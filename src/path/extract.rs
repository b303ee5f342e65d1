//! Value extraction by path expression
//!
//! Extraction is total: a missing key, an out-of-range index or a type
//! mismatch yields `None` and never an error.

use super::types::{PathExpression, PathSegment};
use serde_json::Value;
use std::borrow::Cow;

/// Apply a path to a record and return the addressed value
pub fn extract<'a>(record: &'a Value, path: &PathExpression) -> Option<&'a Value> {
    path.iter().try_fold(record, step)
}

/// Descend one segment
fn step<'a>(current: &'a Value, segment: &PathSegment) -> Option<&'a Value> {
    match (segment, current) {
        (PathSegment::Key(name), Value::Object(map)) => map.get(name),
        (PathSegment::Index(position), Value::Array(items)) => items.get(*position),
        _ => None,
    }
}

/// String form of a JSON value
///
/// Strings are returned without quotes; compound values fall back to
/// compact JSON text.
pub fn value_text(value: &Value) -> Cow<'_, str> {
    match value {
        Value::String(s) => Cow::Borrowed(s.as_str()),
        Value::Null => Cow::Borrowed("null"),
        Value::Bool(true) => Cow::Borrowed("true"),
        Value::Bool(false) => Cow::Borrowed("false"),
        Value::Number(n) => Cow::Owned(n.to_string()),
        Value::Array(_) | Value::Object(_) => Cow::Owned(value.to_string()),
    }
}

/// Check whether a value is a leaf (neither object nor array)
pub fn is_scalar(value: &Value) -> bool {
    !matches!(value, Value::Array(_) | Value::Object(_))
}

TO DO: Each line of the listing must be output once more, exactly as shown above.

REPLY TO THE EXERCISE:
filename src/path/extract.rs
repository b303ee5f342e65d1
//! Value extraction by path expression
//!
//! Extraction is total: a missing key, an out-of-range index or a type
//! mismatch yields `None` and never an error.

use super::types::{PathExpression, PathSegment};
use serde_json::Value;
use std::borrow::Cow;

/// Apply a path to a record and return the addressed value
pub fn extract<'a>(record: &'a Value, path: &PathExpression) -> Option<&'a Value> {
    path.iter().try_fold(record, step)
}

/// Descend one segment
fn step<'a>(current: &'a Value, segment: &PathSegment) -> Option<&'a Value> {
    match (segment, current) {
        (PathSegment::Key(name), Value::Object(map)) => map.get(name),
        (PathSegment::Index(position), Value::Array(items)) => items.get(*position),
        _ => None,
    }
}

/// String form of a JSON value
///
/// Strings are returned without quotes; compound values fall back to
/// compact JSON text.
pub fn value_text(value: &Value) -> Cow<'_, str> {
    match value {
        Value::String(s) => Cow::Borrowed(s.as_str()),
        Value::Null => Cow::Borrowed("null"),
        Value::Bool(true) => Cow::Borrowed("true"),
        Value::Bool(false) => Cow::Borrowed("false"),
        Value::Number(n) => Cow::Owned(n.to_string()),
        Value::Array(_) | Value::Object(_) => Cow::Owned(value.to_string()),
    }
}

/// Check whether a value is a leaf (neither object nor array)
pub fn is_scalar(value: &Value) -> bool {
    !matches!(value, Value::Array(_) | Value::Object(_))
}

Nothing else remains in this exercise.